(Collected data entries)
╭──
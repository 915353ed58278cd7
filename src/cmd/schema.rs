//! Schema command: JSON Schemas of the --json outputs.

use anyhow::{bail, Result};
use sheet_migrate::json_schema::{all_schemas, get_schema, schema_names};

pub fn run(command: Option<String>) -> Result<()> {
    let output = match command {
        Some(name) => match get_schema(&name) {
            Some(schema) => serde_json::to_string_pretty(&schema)?,
            None => bail!(
                "no schema for '{}'. Available: {}",
                name,
                schema_names().join(", ")
            ),
        },
        None => serde_json::to_string_pretty(&all_schemas())?,
    };

    println!("{}", output);
    Ok(())
}
//! Regex-based parsing of `CREATE TABLE` statements.
//!
//! The parser is meant for display: it extracts tables, columns and key
//! markers from model-generated DDL and silently skips anything it does not
//! recognise. It does not validate SQL.

use super::{Column, Table};
use once_cell::sync::Lazy;
use regex::Regex;
use schemars::JsonSchema;
use serde::Serialize;
use tracing::debug;

/// One identifier: "double", `backtick`, [bracket] quoted, or bare
const IDENT: &str = r#"(?:"[^"]+"|`[^`]+`|\[[^\]]+\]|[\w$]+)"#;

/// Regex for a CREATE TABLE header up to the opening parenthesis of the body.
/// Schema qualifiers (`public.orders`) are matched and dropped.
static CREATE_TABLE_RE: Lazy<Regex> = Lazy::new(|| {
    Regex::new(&format!(
        r"(?i)\bCREATE\s+(?:(?:GLOBAL|LOCAL)\s+)?(?:(?:TEMP|TEMPORARY|UNLOGGED)\s+)?TABLE\s+(?:IF\s+NOT\s+EXISTS\s+)?(?:{IDENT}\s*\.\s*)*({IDENT})\s*\("
    ))
    .unwrap()
});

/// Regex for a table-level constraint clause
static CONSTRAINT_START_RE: Lazy<Regex> = Lazy::new(|| {
    Regex::new(r"(?i)^(?:PRIMARY\s+KEY|FOREIGN\s+KEY|UNIQUE|CHECK|CONSTRAINT)\b").unwrap()
});

/// Regex for a column definition: name followed by its type.
/// The type keeps parameters, multi-word forms and array suffixes.
static COLUMN_DEF_RE: Lazy<Regex> = Lazy::new(|| {
    Regex::new(&format!(
        r"(?is)^\s*({IDENT})\s+([A-Za-z_]\w*(?:\s+(?:VARYING|PRECISION))?(?:\s*\([^)]*\))?(?:\s+WITH(?:OUT)?\s+TIME\s+ZONE)?(?:\s*\[\s*\d*\s*\])*)"
    ))
    .unwrap()
});

/// Regex for table-level PRIMARY KEY (cols)
static PRIMARY_KEY_RE: Lazy<Regex> =
    Lazy::new(|| Regex::new(r"(?i)PRIMARY\s+KEY\s*\(([^)]*)\)").unwrap());

/// Regex for table-level FOREIGN KEY (cols) REFERENCES target, referenced columns optional
static FOREIGN_KEY_RE: Lazy<Regex> = Lazy::new(|| {
    Regex::new(&format!(
        r"(?i)FOREIGN\s+KEY\s*\(([^)]*)\)\s*REFERENCES\s+(?:{IDENT}\s*\.\s*)*({IDENT})"
    ))
    .unwrap()
});

/// Regex for inline PRIMARY KEY on a column
static INLINE_PRIMARY_KEY_RE: Lazy<Regex> =
    Lazy::new(|| Regex::new(r"(?i)\bPRIMARY\s+KEY\b").unwrap());

/// Regex for inline REFERENCES target on a column
static INLINE_REFERENCES_RE: Lazy<Regex> = Lazy::new(|| {
    Regex::new(&format!(
        r"(?i)\bREFERENCES\s+(?:{IDENT}\s*\.\s*)*({IDENT})"
    ))
    .unwrap()
});

/// Parse every `CREATE TABLE` statement in `ddl`, in source order.
///
/// Never fails: malformed statements are skipped and unrecognised clauses
/// are ignored, so empty or non-SQL input yields an empty vector.
pub fn parse_ddl(ddl: &str) -> Vec<Table> {
    let stripped = strip_comments(ddl);
    let ddl = stripped.as_str();
    let mut tables = Vec::new();
    let mut pos = 0;

    while let Some(caps) = CREATE_TABLE_RE.captures_at(ddl, pos) {
        let header = caps.get(0).map(|m| m.end()).unwrap_or(ddl.len());
        let name = caps.get(1).map(|m| unquote(m.as_str())).unwrap_or_default();

        let Some((body, body_end)) = extract_table_body(ddl, header) else {
            debug!(table = %name, "CREATE TABLE body is not closed, skipping");
            break;
        };

        let mut table = Table::new(name);
        parse_table_body(body, &mut table);
        tables.push(table);

        pos = body_end;
    }

    tables
}

/// Names of the tables `parse_ddl` yields, in source order
pub fn extract_table_names(ddl: &str) -> Vec<String> {
    parse_ddl(ddl).into_iter().map(|t| t.name).collect()
}

/// Order in which tables should be dropped so dependents go before parents
pub fn drop_order(table_names: &[String]) -> Vec<String> {
    table_names.iter().rev().cloned().collect()
}

/// Creation and drop order of the tables a DDL script declares
#[derive(Debug, Clone, PartialEq, Eq, Serialize, JsonSchema)]
pub struct TableOrder {
    /// Tables in creation order
    pub tables: Vec<String>,
    /// Tables in the order they should be dropped
    pub drop_order: Vec<String>,
}

impl TableOrder {
    pub fn from_ddl(ddl: &str) -> Self {
        let tables = extract_table_names(ddl);
        let drop_order = drop_order(&tables);
        Self { tables, drop_order }
    }
}

/// Return the body between the opening parenthesis at `start` and its match,
/// along with the byte offset just past the closing parenthesis.
fn extract_table_body(ddl: &str, start: usize) -> Option<(&str, usize)> {
    let bytes = ddl.as_bytes();
    let mut depth = 1;
    let mut quote: Option<u8> = None;

    for (offset, &b) in bytes[start..].iter().enumerate() {
        let i = start + offset;

        if let Some(q) = quote {
            if b == q {
                quote = None;
            }
            continue;
        }

        match b {
            b'\'' | b'"' | b'`' => quote = Some(b),
            b'(' => depth += 1,
            b')' => {
                depth -= 1;
                if depth == 0 {
                    return Some((&ddl[start..i], i + 1));
                }
            }
            _ => {}
        }
    }

    None
}

/// Parse the body of a CREATE TABLE into columns and key markers
fn parse_table_body(body: &str, table: &mut Table) {
    for clause in split_clauses(body) {
        if clause.is_empty() {
            continue;
        }

        if CONSTRAINT_START_RE.is_match(&clause) {
            apply_table_constraint(&clause, table);
        } else if let Some(col) = parse_column_def(&clause) {
            table.columns.push(col);
        } else {
            debug!(table = %table.name, clause = %clause, "unrecognised clause skipped");
        }
    }
}

/// Remove `--` line comments and `/* */` block comments outside quotes.
/// Line breaks are kept so clause text stays on its own lines.
pub fn strip_comments(sql: &str) -> String {
    let mut out = String::with_capacity(sql.len());
    let mut chars = sql.chars().peekable();
    let mut quote: Option<char> = None;

    while let Some(ch) = chars.next() {
        if let Some(q) = quote {
            out.push(ch);
            if ch == q {
                quote = None;
            }
            continue;
        }

        match ch {
            '\'' | '"' | '`' => {
                quote = Some(ch);
                out.push(ch);
            }
            '-' if chars.peek() == Some(&'-') => {
                for c in chars.by_ref() {
                    if c == '\n' {
                        out.push('\n');
                        break;
                    }
                }
            }
            '/' if chars.peek() == Some(&'*') => {
                chars.next();
                let mut prev = '\0';
                for c in chars.by_ref() {
                    if prev == '*' && c == '/' {
                        break;
                    }
                    prev = c;
                }
                out.push(' ');
            }
            _ => out.push(ch),
        }
    }

    out
}

/// Split a table body on commas at parenthesis depth 0, outside quotes.
/// Comments are dropped first.
pub fn split_clauses(body: &str) -> Vec<String> {
    let body = strip_comments(body);
    let mut parts = Vec::new();
    let mut current = String::new();
    let mut depth: i32 = 0;
    let mut quote: Option<char> = None;

    for ch in body.chars() {
        if let Some(q) = quote {
            current.push(ch);
            if ch == q {
                quote = None;
            }
            continue;
        }

        match ch {
            '\'' | '"' | '`' => {
                quote = Some(ch);
                current.push(ch);
            }
            '(' => {
                depth += 1;
                current.push(ch);
            }
            ')' => {
                depth -= 1;
                current.push(ch);
            }
            ',' if depth == 0 => {
                parts.push(current.trim().to_string());
                current = String::new();
            }
            _ => current.push(ch),
        }
    }

    if !current.trim().is_empty() {
        parts.push(current.trim().to_string());
    }

    parts
}

/// Back-annotate previously parsed columns from a table-level constraint.
/// UNIQUE and CHECK constraints carry nothing the diagram shows.
fn apply_table_constraint(clause: &str, table: &mut Table) {
    if let Some(caps) = PRIMARY_KEY_RE.captures(clause) {
        for col_name in parse_column_list(caps.get(1).map_or("", |m| m.as_str())) {
            match table.column_mut(&col_name) {
                Some(col) => col.is_primary_key = true,
                None => debug!(table = %table.name, column = %col_name, "PRIMARY KEY names unknown column"),
            }
        }
    }

    for caps in FOREIGN_KEY_RE.captures_iter(clause) {
        let target = caps.get(2).map(|m| unquote(m.as_str())).unwrap_or_default();
        if target.is_empty() {
            continue;
        }

        for col_name in parse_column_list(caps.get(1).map_or("", |m| m.as_str())) {
            match table.column_mut(&col_name) {
                Some(col) => {
                    col.is_foreign_key = true;
                    col.references = Some(target.clone());
                }
                None => debug!(table = %table.name, column = %col_name, "FOREIGN KEY names unknown column"),
            }
        }
    }
}

/// Parse a column definition with its inline key modifiers
fn parse_column_def(clause: &str) -> Option<Column> {
    let caps = COLUMN_DEF_RE.captures(clause)?;
    let name = unquote(caps.get(1)?.as_str());
    let type_match = caps.get(2)?;

    let mut col = Column::new(name, type_match.as_str().trim());

    let modifiers = &clause[type_match.end()..];
    if INLINE_PRIMARY_KEY_RE.is_match(modifiers) {
        col.is_primary_key = true;
    }
    if let Some(target) = INLINE_REFERENCES_RE
        .captures(modifiers)
        .and_then(|c| c.get(1))
        .map(|m| unquote(m.as_str()))
    {
        col.is_foreign_key = true;
        col.references = Some(target);
    }

    Some(col)
}

/// Parse a comma-separated column list, stripping identifier quotes
pub fn parse_column_list(s: &str) -> Vec<String> {
    s.split(',')
        .map(|c| unquote(c.trim()))
        .filter(|c| !c.is_empty())
        .collect()
}

/// Strip one level of identifier quoting ("x", `x`, [x])
pub fn unquote(ident: &str) -> String {
    let ident = ident.trim();
    let stripped = ident
        .strip_prefix('"')
        .and_then(|s| s.strip_suffix('"'))
        .or_else(|| ident.strip_prefix('`').and_then(|s| s.strip_suffix('`')))
        .or_else(|| ident.strip_prefix('[').and_then(|s| s.strip_suffix(']')));
    stripped.unwrap_or(ident).to_string()
}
╰──
Your instructions
Return each line from the records that includes the word "TableOrder".

Answer to this exercise
pub struct TableOrder {
impl TableOrder {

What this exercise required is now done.